Pulsed laser light turns whole-brain activity on and off
By flashing high-frequency lasers at the brain’s thalamus, scientists were able to wake up sleeping rats and cause widespread brain activity. In contrast, flashing the laser at 10 pulses per second suppressed the activity of the brain’s sensory cortex and caused rats to enter a state of unconsciousness.
“We hope to use this knowledge to develop better treatments for brain injuries and other neurological disorders,” said Jin Hyung Lee, Ph.D., assistant professor of neurology, neurosurgery, and bioengineering at Stanford University, and a senior author of the study, published in the open-access journal eLIFE.

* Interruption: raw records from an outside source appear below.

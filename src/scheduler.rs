//! Cooperative pump loop
//!
//! The pump is invoked repeatedly by the host (timer-driven, never
//! recursive). Each pass snapshots the queue length and processes at most
//! that many tasks, so a self-requeuing component cannot starve the rest of
//! the graph. Still-running components are deferred to the tail with their
//! relative order preserved. The pump never fails; component errors are
//! routed through catch semantics inside `run_task`.

use tracing::warn;

use crate::debug::RunState;
use crate::event_log::EventKind;
use crate::runtime::{QueueTask, Runtime};
use crate::state::FlowStateId;

impl Runtime {
    pub(crate) fn push_task(
        &mut self,
        flow_state: FlowStateId,
        component: usize,
        connection: Option<usize>,
    ) {
        if let Some(state) = self.arena.get_mut(flow_state) {
            state.num_active_components += 1;
        }
        self.queue.push_back(QueueTask {
            flow_state,
            component,
            connection,
        });
    }

    /// One cooperative pass over the task queue
    pub fn pump(&mut self) {
        match self.machine.state() {
            RunState::Paused | RunState::Stopped => return,
            RunState::Running | RunState::SingleStep => {}
        }

        let single_step = self.machine.state() == RunState::SingleStep;
        let mut budget = self.queue.len();
        if single_step {
            budget = budget.min(1);
        }
        let mut engaged_single_step = single_step;
        let mut deferred: Vec<QueueTask> = Vec::new();

        while budget > 0 {
            budget -= 1;
            let Some(task) = self.queue.pop_front() else {
                break;
            };
            let Some(state) = self.arena.get(task.flow_state) else {
                continue;
            };

            if state.component_states[task.component].is_running {
                deferred.push(task);
                continue;
            }

            let flow_name = state.flow.name.clone();
            let component = &state.flow.components[task.component];
            let component_id = component.id.clone();

            // A breakpoint arms single-step for this task; the task itself
            // runs on the next explicit step.
            if !single_step && self.breakpoints.is_armed(&flow_name, &component_id) {
                self.events.emit(EventKind::BreakpointHit {
                    flow_state: task.flow_state.index(),
                    component: component_id.to_string(),
                });
                self.machine.transition(RunState::SingleStep);
                engaged_single_step = true;
                self.queue.push_front(task);
                break;
            }

            if let Some(ci) = task.connection {
                let conn = &state.flow.connections[ci];
                self.events.emit(EventKind::ConnectionTraversed {
                    flow_state: task.flow_state.index(),
                    source: state.flow.components[conn.source].id.to_string(),
                    output: conn.output.to_string(),
                    target: state.flow.components[conn.target].id.to_string(),
                    input: conn.input.to_string(),
                });
            }

            self.run_task(task);

            if self.machine.state() == RunState::Stopped {
                // a fatal error cleared the queue mid-pass
                return;
            }
        }

        for task in deferred {
            self.queue.push_back(task);
        }

        if engaged_single_step {
            self.machine.transition(RunState::Paused);
        }
    }

    pub fn pause(&mut self) {
        self.machine.transition(RunState::Paused);
    }

    pub fn resume(&mut self) {
        self.machine.transition(RunState::Running);
    }

    /// Execute exactly one task, then pause again
    pub fn step(&mut self) {
        if self.machine.transition(RunState::SingleStep) {
            self.pump();
        }
    }

    /// Drop every queued task belonging to `root` (and, when `include_root`,
    /// the root itself) or any of its descendant flow states. Used by catch
    /// handling to abandon a failing invocation subtree.
    pub(crate) fn purge_tasks_of(&mut self, root: FlowStateId, include_root: bool) -> usize {
        let old = std::mem::take(&mut self.queue);
        let mut removed = 0;
        for task in old {
            let in_subtree = self.arena.is_same_or_descendant(task.flow_state, root)
                && (include_root || task.flow_state != root);
            if in_subtree {
                if let Some(state) = self.arena.get_mut(task.flow_state) {
                    state.num_active_components -= 1;
                }
                removed += 1;
            } else {
                self.queue.push_back(task);
            }
        }
        if removed > 0 {
            warn!(flow_state = %root, removed, "purged queued tasks");
        }
        removed
    }
}

#[cfg(test)]
mod tests {
    use crate::component::{ComponentError, ComponentHandler, ExecOutcome, HandlerRegistry};
    use crate::context::ExecuteContext;
    use crate::debug::RunState;
    use crate::flow::ProjectDef;
    use crate::runtime::Runtime;
    use serde_json::Value;
    use std::sync::atomic::{AtomicUsize, Ordering};
    use std::sync::Arc;

    struct Count(Arc<AtomicUsize>);

    impl ComponentHandler for Count {
        fn execute(&self, _ctx: &mut ExecuteContext<'_>) -> Result<ExecOutcome, ComponentError> {
            self.0.fetch_add(1, Ordering::SeqCst);
            Ok(ExecOutcome::completed())
        }
    }

    /// Pulses its own sequence input again on every run
    struct Requeue(Arc<AtomicUsize>);

    impl ComponentHandler for Requeue {
        fn execute(&self, ctx: &mut ExecuteContext<'_>) -> Result<ExecOutcome, ComponentError> {
            self.0.fetch_add(1, Ordering::SeqCst);
            ctx.propagate("again", Value::Null);
            Ok(ExecOutcome::suppressed())
        }
    }

    fn runtime(yaml: &str, registry: HandlerRegistry) -> Runtime {
        let project: ProjectDef = serde_yaml::from_str(yaml).unwrap();
        Runtime::new(project, &registry).unwrap()
    }

    #[test]
    fn self_requeuing_task_runs_once_per_pass() {
        let loops = Arc::new(AtomicUsize::new(0));
        let others = Arc::new(AtomicUsize::new(0));
        let mut registry = HandlerRegistry::new();
        registry.register("looper", Requeue(Arc::clone(&loops)));
        registry.register("other", Count(Arc::clone(&others)));

        let mut rt = runtime(
            r#"
schema: flowrt/project@0.1
flows:
  - name: main
    components:
      - { id: start, kind: start }
      - { id: a, kind: action, handler: looper }
      - { id: b, kind: action, handler: other }
    connections:
      - { source: start, target: a }
      - { source: start, target: b }
      - { source: a, output: again, target: a }
"#,
            registry,
        );
        rt.start();

        // pass 1: start runs, a+b enqueued
        rt.pump();
        assert_eq!(loops.load(Ordering::SeqCst), 0);
        // pass 2: a runs (requeues itself), b runs exactly once
        rt.pump();
        assert_eq!(loops.load(Ordering::SeqCst), 1);
        assert_eq!(others.load(Ordering::SeqCst), 1);
        // each further pass runs a exactly once, no starvation
        rt.pump();
        rt.pump();
        assert_eq!(loops.load(Ordering::SeqCst), 3);
        assert_eq!(others.load(Ordering::SeqCst), 1);
    }

    #[test]
    fn paused_pump_retains_queue() {
        let runs = Arc::new(AtomicUsize::new(0));
        let mut registry = HandlerRegistry::new();
        registry.register("count", Count(Arc::clone(&runs)));

        let mut rt = runtime(
            r#"
schema: flowrt/project@0.1
flows:
  - name: main
    components:
      - { id: start, kind: start }
      - { id: a, kind: action, handler: count }
    connections:
      - { source: start, target: a }
"#,
            registry,
        );
        rt.start();
        rt.pause();
        let queued = rt.pending_tasks();
        rt.pump();
        assert_eq!(rt.pending_tasks(), queued);
        assert_eq!(runs.load(Ordering::SeqCst), 0);

        rt.resume();
        rt.run_until_idle(16);
        assert_eq!(runs.load(Ordering::SeqCst), 1);
    }

    #[test]
    fn breakpoint_pauses_before_component_and_step_runs_it() {
        let runs = Arc::new(AtomicUsize::new(0));
        let mut registry = HandlerRegistry::new();
        registry.register("count", Count(Arc::clone(&runs)));

        let mut rt = runtime(
            r#"
schema: flowrt/project@0.1
flows:
  - name: main
    components:
      - { id: start, kind: start }
      - { id: a, kind: action, handler: count }
    connections:
      - { source: start, target: a }
"#,
            registry,
        );
        rt.add_breakpoint("main", "a");
        rt.start();

        rt.pump(); // start runs, a queued
        rt.pump(); // breakpoint on a: engage single-step, end pass paused
        assert_eq!(rt.run_state(), RunState::Paused);
        assert_eq!(runs.load(Ordering::SeqCst), 0);
        assert_eq!(rt.pending_tasks(), 1);

        rt.step(); // runs a, pauses again
        assert_eq!(runs.load(Ordering::SeqCst), 1);
        assert_eq!(rt.run_state(), RunState::Paused);

        rt.resume();
        assert_eq!(rt.run_state(), RunState::Running);
    }
}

Located deep inside the brain, the thalamus regulates arousal, acting as a relay station to the cortex for neural signals from the body. Damage to neurons in the central part of the thalamus may lead to problems with sleep, attention, and memory.*
The observations used a combination of optogenetics and whole-brain functional MRI (fMRI), known as “ofMRI”, to detect overall effects on the brain, along with EEG and single-unit cell recordings.

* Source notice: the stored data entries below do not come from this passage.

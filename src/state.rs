//! Flow and component execution state
//!
//! FlowStates live in an arena indexed by `FlowStateId`; the parent link is
//! an index, never an owning reference, so nested invocations cannot form
//! ownership cycles. ComponentStates are per-(FlowState, component)
//! bookkeeping: buffered inputs, running flag, retained async-cleanup handle.

use std::collections::HashMap;
use std::sync::Arc;

use serde_json::Value;

use crate::component::Disposer;
use crate::flow::Flow;

#[derive(Debug, Clone, Copy, PartialEq, Eq, Hash)]
pub struct FlowStateId(usize);

impl FlowStateId {
    pub fn index(self) -> usize {
        self.0
    }
}

impl std::fmt::Display for FlowStateId {
    fn fmt(&self, f: &mut std::fmt::Formatter<'_>) -> std::fmt::Result {
        write!(f, "#{}", self.0)
    }
}

/// Call site of an action invocation
#[derive(Debug, Clone, Copy)]
pub struct Caller {
    pub flow_state: FlowStateId,
    pub component: usize,
}

/// Per-(FlowState, component) execution record.
/// Input presence means "has fired"; sequence inputs are consumed per run,
/// data inputs keep last-value semantics.
#[derive(Debug, Default)]
pub struct ComponentState {
    pub inputs: HashMap<String, Value>,
    pub is_running: bool,
    pub disposer: Option<Disposer>,
    /// Set on first delivery or explicit start; widget readiness keys off it
    pub touched: bool,
}

/// One live instance of a flow's execution (root page or nested invocation)
#[derive(Debug)]
pub struct FlowState {
    pub id: FlowStateId,
    pub flow: Arc<Flow>,
    pub parent: Option<FlowStateId>,
    pub caller: Option<Caller>,
    pub children: Vec<FlowStateId>,
    /// Local variable frame; lookups fall through to ancestors then globals
    pub locals: HashMap<String, Value>,
    pub component_states: Vec<ComponentState>,
    pub is_finished: bool,
    pub num_active_components: i64,
    pub error: Option<String>,
}

impl FlowState {
    fn new(
        id: FlowStateId,
        flow: Arc<Flow>,
        parent: Option<FlowStateId>,
        caller: Option<Caller>,
    ) -> Self {
        let locals = flow
            .variables
            .iter()
            .map(|v| (v.name.clone(), v.value.clone()))
            .collect();
        let component_states = (0..flow.components.len())
            .map(|_| ComponentState::default())
            .collect();
        Self {
            id,
            flow,
            parent,
            caller,
            children: Vec::new(),
            locals,
            component_states,
            is_finished: false,
            num_active_components: 0,
            error: None,
        }
    }

    /// Flip to finished. Returns false when already finished (no-op).
    pub fn mark_finished(&mut self) -> bool {
        if self.is_finished {
            return false;
        }
        self.is_finished = true;
        true
    }
}

/// Arena of FlowStates, retained for the life of the runtime so finished
/// invocations stay inspectable.
#[derive(Debug, Default)]
pub struct FlowStateArena {
    states: Vec<FlowState>,
}

impl FlowStateArena {
    pub fn alloc(
        &mut self,
        flow: Arc<Flow>,
        parent: Option<FlowStateId>,
        caller: Option<Caller>,
    ) -> FlowStateId {
        let id = FlowStateId(self.states.len());
        self.states.push(FlowState::new(id, flow, parent, caller));
        if let Some(p) = parent {
            if let Some(parent_state) = self.get_mut(p) {
                parent_state.children.push(id);
            }
        }
        id
    }

    pub fn get(&self, id: FlowStateId) -> Option<&FlowState> {
        self.states.get(id.0)
    }

    pub fn get_mut(&mut self, id: FlowStateId) -> Option<&mut FlowState> {
        self.states.get_mut(id.0)
    }

    pub fn iter(&self) -> impl Iterator<Item = &FlowState> {
        self.states.iter()
    }

    pub fn iter_mut(&mut self) -> impl Iterator<Item = &mut FlowState> {
        self.states.iter_mut()
    }

    pub fn ids(&self) -> Vec<FlowStateId> {
        (0..self.states.len()).map(FlowStateId).collect()
    }

    pub fn len(&self) -> usize {
        self.states.len()
    }

    pub fn is_empty(&self) -> bool {
        self.states.is_empty()
    }

    /// True when `id` is `ancestor` or lies below it in the parent chain
    pub fn is_same_or_descendant(&self, id: FlowStateId, ancestor: FlowStateId) -> bool {
        let mut cursor = Some(id);
        while let Some(current) = cursor {
            if current == ancestor {
                return true;
            }
            cursor = self.get(current).and_then(|s| s.parent);
        }
        false
    }

    /// Resolve a variable by walking the local frame chain (child shadows
    /// parent). Globals are layered on top of this by the runtime.
    pub fn lookup(&self, id: FlowStateId, name: &str) -> Option<&Value> {
        let mut cursor = Some(id);
        while let Some(current) = cursor {
            let state = self.get(current)?;
            if let Some(v) = state.locals.get(name) {
                return Some(v);
            }
            cursor = state.parent;
        }
        None
    }

    /// Frame that already defines `name`, walking outward from `id`
    pub fn frame_defining(&self, id: FlowStateId, name: &str) -> Option<FlowStateId> {
        let mut cursor = Some(id);
        while let Some(current) = cursor {
            let state = self.get(current)?;
            if state.locals.contains_key(name) {
                return Some(current);
            }
            cursor = state.parent;
        }
        None
    }
}

#[cfg(test)]
mod tests {
    use super::*;
    use crate::component::HandlerRegistry;
    use crate::flow::FlowDef;
    use serde_json::json;

    fn flow(yaml: &str) -> Arc<Flow> {
        let def: FlowDef = serde_yaml::from_str(yaml).unwrap();
        Arc::new(Flow::compile(def, &HandlerRegistry::builtin()).unwrap())
    }

    fn two_var_flow() -> Arc<Flow> {
        flow(
            r#"
name: f
components:
  - { id: s, kind: start }
variables:
  - { name: x, value: 1 }
  - { name: y, value: "a" }
"#,
        )
    }

    #[test]
    fn alloc_registers_child_under_parent() {
        let mut arena = FlowStateArena::default();
        let f = two_var_flow();
        let root = arena.alloc(Arc::clone(&f), None, None);
        let child = arena.alloc(f, Some(root), None);

        assert_eq!(arena.get(root).unwrap().children, vec![child]);
        assert_eq!(arena.get(child).unwrap().parent, Some(root));
        assert!(arena.is_same_or_descendant(child, root));
        assert!(!arena.is_same_or_descendant(root, child));
    }

    #[test]
    fn locals_are_seeded_from_flow_variables() {
        let mut arena = FlowStateArena::default();
        let id = arena.alloc(two_var_flow(), None, None);
        assert_eq!(arena.lookup(id, "x"), Some(&json!(1)));
        assert_eq!(arena.lookup(id, "y"), Some(&json!("a")));
        assert_eq!(arena.lookup(id, "z"), None);
    }

    #[test]
    fn child_frame_shadows_parent() {
        let mut arena = FlowStateArena::default();
        let f = two_var_flow();
        let root = arena.alloc(Arc::clone(&f), None, None);
        let child = arena.alloc(f, Some(root), None);

        arena
            .get_mut(child)
            .unwrap()
            .locals
            .insert("x".into(), json!(99));
        assert_eq!(arena.lookup(child, "x"), Some(&json!(99)));
        assert_eq!(arena.lookup(root, "x"), Some(&json!(1)));
        assert_eq!(arena.frame_defining(child, "x"), Some(child));
        assert_eq!(arena.frame_defining(child, "y"), Some(child));
    }

    #[test]
    fn mark_finished_is_exactly_once() {
        let mut arena = FlowStateArena::default();
        let id = arena.alloc(two_var_flow(), None, None);
        let state = arena.get_mut(id).unwrap();
        assert!(state.mark_finished());
        assert!(!state.mark_finished());
        assert!(state.is_finished);
    }
}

The researchers noted in the paper that “using targeted, temporally precise optogenetic stimulation in the current study allowed us to selectively excite a single group of neuronal elements and identify their specific role in creating distinct modes of network function.” That could not be achieved with conventional electrode stimulation, the researchers say.

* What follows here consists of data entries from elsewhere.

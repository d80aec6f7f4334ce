//! Flow definitions and graph compilation
//!
//! A project file declares flows; each flow declares components, connection
//! lines and variables. Definitions are immutable once compiled: component
//! ids are resolved to indices, handler names are resolved against the
//! registry, and per-component connection lists are pre-computed in
//! declaration order so the runtime never searches at execution time.

use std::collections::HashMap;
use std::sync::Arc;

use serde::Deserialize;
use serde_json::Value;

use crate::component::{ComponentHandler, HandlerRegistry};
use crate::error::EngineError;

/// Implicit control-pulse input every component owns
pub const SEQ_IN: &str = "@seq_in";
/// Implicit default sequence output
pub const SEQ_OUT: &str = "@seq_out";
/// Implicit error output; wiring it catches the component's own failures
pub const ERROR_OUTPUT: &str = "@error";
/// Designated input of catch-error components
pub const CATCH_MESSAGE_INPUT: &str = "message";

/// Expected `schema:` value of project files
pub const PROJECT_SCHEMA: &str = "flowrt/project@0.1";

/// Role of an input port: sequence ports carry control pulses and are
/// consumed per run, data ports keep their last value.
#[derive(Debug, Clone, Copy, PartialEq, Eq, Deserialize)]
#[serde(rename_all = "snake_case")]
pub enum PortRole {
    Sequence,
    Data,
}

#[derive(Debug, Clone, Deserialize)]
pub struct InputDef {
    pub name: String,
    #[serde(default = "data_role")]
    pub role: PortRole,
    #[serde(default)]
    pub optional: bool,
}

fn data_role() -> PortRole {
    PortRole::Data
}

/// Component kinds form a closed set, resolved once at load time.
/// `action` is the plug-in point for the external node catalogue.
#[derive(Debug, Clone, Deserialize)]
#[serde(tag = "kind", rename_all = "kebab-case")]
pub enum ComponentKindDef {
    Start,
    End,
    CallAction { action: String },
    CatchError,
    Widget,
    Decoration,
    Action { handler: String },
}

#[derive(Debug, Clone, Deserialize)]
pub struct ComponentDef {
    pub id: String,
    #[serde(flatten)]
    pub kind: ComponentKindDef,
    #[serde(default)]
    pub inputs: Vec<InputDef>,
    #[serde(default)]
    pub properties: serde_json::Map<String, Value>,
}

/// Directed edge from a named output to a named input. Omitted port names
/// default to the sequence ports, so plain control wiring stays terse.
#[derive(Debug, Clone, Deserialize)]
pub struct ConnectionDef {
    pub source: String,
    #[serde(default = "seq_out_port")]
    pub output: String,
    pub target: String,
    #[serde(default = "seq_in_port")]
    pub input: String,
}

fn seq_out_port() -> String {
    SEQ_OUT.to_string()
}

fn seq_in_port() -> String {
    SEQ_IN.to_string()
}

#[derive(Debug, Clone, Deserialize)]
pub struct VariableDef {
    pub name: String,
    #[serde(default)]
    pub value: Value,
    /// Resource-bearing variables constructed/destroyed via VariableHooks
    #[serde(default)]
    pub object: bool,
}

/// Page flows start with the runtime; action flows run when invoked.
#[derive(Debug, Clone, Copy, PartialEq, Eq, Deserialize)]
#[serde(rename_all = "snake_case")]
pub enum FlowRole {
    Page,
    Action,
}

#[derive(Debug, Deserialize)]
pub struct FlowDef {
    pub name: String,
    #[serde(default = "page_role")]
    pub role: FlowRole,
    pub components: Vec<ComponentDef>,
    #[serde(default)]
    pub connections: Vec<ConnectionDef>,
    #[serde(default)]
    pub variables: Vec<VariableDef>,
}

fn page_role() -> FlowRole {
    FlowRole::Page
}

#[derive(Debug, Deserialize)]
pub struct ProjectDef {
    pub schema: String,
    #[serde(default)]
    pub globals: Vec<VariableDef>,
    pub flows: Vec<FlowDef>,
}

// ============================================================================
// COMPILED GRAPH
// ============================================================================

/// Compiled component kind: handler names resolved to trait objects
pub enum ComponentKind {
    Start,
    End,
    CallAction { action: Arc<str> },
    CatchError,
    Widget,
    Decoration,
    Action {
        name: Arc<str>,
        handler: Arc<dyn ComponentHandler>,
    },
}

impl ComponentKind {
    pub fn label(&self) -> &'static str {
        match self {
            Self::Start => "start",
            Self::End => "end",
            Self::CallAction { .. } => "call-action",
            Self::CatchError => "catch-error",
            Self::Widget => "widget",
            Self::Decoration => "decoration",
            Self::Action { .. } => "action",
        }
    }
}

impl std::fmt::Debug for ComponentKind {
    fn fmt(&self, f: &mut std::fmt::Formatter<'_>) -> std::fmt::Result {
        match self {
            Self::Action { name, .. } => write!(f, "Action({})", name),
            other => write!(f, "{}", other.label()),
        }
    }
}

#[derive(Debug)]
pub struct Component {
    pub id: Arc<str>,
    pub kind: ComponentKind,
    pub inputs: Vec<InputDef>,
    pub properties: serde_json::Map<String, Value>,
    /// True when any connection line targets one of this component's
    /// sequence inputs; readiness then requires a fired pulse.
    pub has_connected_seq_input: bool,
    /// Data inputs that must hold a buffered value before the component runs
    pub mandatory_inputs: Vec<String>,
}

impl Component {
    /// Role of a named input. `@seq_in` is always a sequence port;
    /// undeclared inputs are treated as data ports.
    pub fn input_role(&self, name: &str) -> PortRole {
        if name == SEQ_IN {
            return PortRole::Sequence;
        }
        self.inputs
            .iter()
            .find(|i| i.name == name)
            .map(|i| i.role)
            .unwrap_or(PortRole::Data)
    }
}

/// Resolved connection line, endpoints as component indices
#[derive(Debug, Clone)]
pub struct Connection {
    pub source: usize,
    pub output: Arc<str>,
    pub target: usize,
    pub input: Arc<str>,
}

/// Immutable compiled flow graph
pub struct Flow {
    pub name: Arc<str>,
    pub role: FlowRole,
    pub components: Vec<Component>,
    /// Declaration order preserved; fan-out deliveries follow it
    pub connections: Vec<Connection>,
    pub variables: Vec<VariableDef>,
    /// Per source component: connection indices in declaration order
    outgoing: Vec<Vec<usize>>,
    index: HashMap<String, usize>,
    start_component: Option<usize>,
    catch_component: Option<usize>,
}

impl Flow {
    pub fn compile(def: FlowDef, registry: &HandlerRegistry) -> Result<Self, EngineError> {
        let flow_name = def.name.clone();

        let mut index: HashMap<String, usize> = HashMap::with_capacity(def.components.len());
        for (i, c) in def.components.iter().enumerate() {
            if index.insert(c.id.clone(), i).is_some() {
                return Err(EngineError::DuplicateComponent {
                    flow: flow_name,
                    component: c.id.clone(),
                });
            }
        }

        let mut components = Vec::with_capacity(def.components.len());
        for c in def.components {
            let kind = match c.kind {
                ComponentKindDef::Start => ComponentKind::Start,
                ComponentKindDef::End => ComponentKind::End,
                ComponentKindDef::CallAction { action } => ComponentKind::CallAction {
                    action: action.into(),
                },
                ComponentKindDef::CatchError => ComponentKind::CatchError,
                ComponentKindDef::Widget => ComponentKind::Widget,
                ComponentKindDef::Decoration => ComponentKind::Decoration,
                ComponentKindDef::Action { handler } => {
                    let resolved = registry.get(&handler).ok_or_else(|| {
                        EngineError::UnknownHandler {
                            flow: flow_name.clone(),
                            component: c.id.clone(),
                            handler: handler.clone(),
                        }
                    })?;
                    ComponentKind::Action {
                        name: handler.into(),
                        handler: resolved,
                    }
                }
            };
            let mandatory_inputs = c
                .inputs
                .iter()
                .filter(|i| i.role == PortRole::Data && !i.optional)
                .map(|i| i.name.clone())
                .collect();
            components.push(Component {
                id: c.id.into(),
                kind,
                inputs: c.inputs,
                properties: c.properties,
                has_connected_seq_input: false,
                mandatory_inputs,
            });
        }

        let mut connections = Vec::with_capacity(def.connections.len());
        let mut outgoing: Vec<Vec<usize>> = vec![Vec::new(); components.len()];
        for conn in def.connections {
            let source = *index.get(&conn.source).ok_or_else(|| {
                EngineError::UnknownEndpoint {
                    flow: flow_name.clone(),
                    component: conn.source.clone(),
                }
            })?;
            let target = *index.get(&conn.target).ok_or_else(|| {
                EngineError::UnknownEndpoint {
                    flow: flow_name.clone(),
                    component: conn.target.clone(),
                }
            })?;
            if components[target].input_role(&conn.input) == PortRole::Sequence {
                components[target].has_connected_seq_input = true;
            }
            outgoing[source].push(connections.len());
            connections.push(Connection {
                source,
                output: conn.output.into(),
                target,
                input: conn.input.into(),
            });
        }

        let start_component = components
            .iter()
            .position(|c| matches!(c.kind, ComponentKind::Start));
        let catch_component = components
            .iter()
            .position(|c| matches!(c.kind, ComponentKind::CatchError));

        Ok(Self {
            name: flow_name.into(),
            role: def.role,
            components,
            connections,
            variables: def.variables,
            outgoing,
            index,
            start_component,
            catch_component,
        })
    }

    pub fn component_index(&self, id: &str) -> Option<usize> {
        self.index.get(id).copied()
    }

    /// Outgoing connection indices of a component, declaration order
    #[inline]
    pub fn outgoing(&self, component: usize) -> &[usize] {
        &self.outgoing[component]
    }

    pub fn start_component(&self) -> Option<usize> {
        self.start_component
    }

    pub fn catch_component(&self) -> Option<usize> {
        self.catch_component
    }
}

impl std::fmt::Debug for Flow {
    fn fmt(&self, f: &mut std::fmt::Formatter<'_>) -> std::fmt::Result {
        f.debug_struct("Flow")
            .field("name", &self.name)
            .field("role", &self.role)
            .field("components", &self.components.len())
            .field("connections", &self.connections.len())
            .finish()
    }
}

They explain that this method may allow for direct-brain stimulation (DBS) therapeutic methods to be optimized in the clinic “for a wide range of neurological disorders that currently lack such treatment.”
“This study takes a big step towards understanding the brain circuitry that controls sleep and arousal,” Yejun (Janet) He, Ph.D., program director at NIH’s National Institute of Neurological Disorders and Stroke (NINDS), which partially funded the study.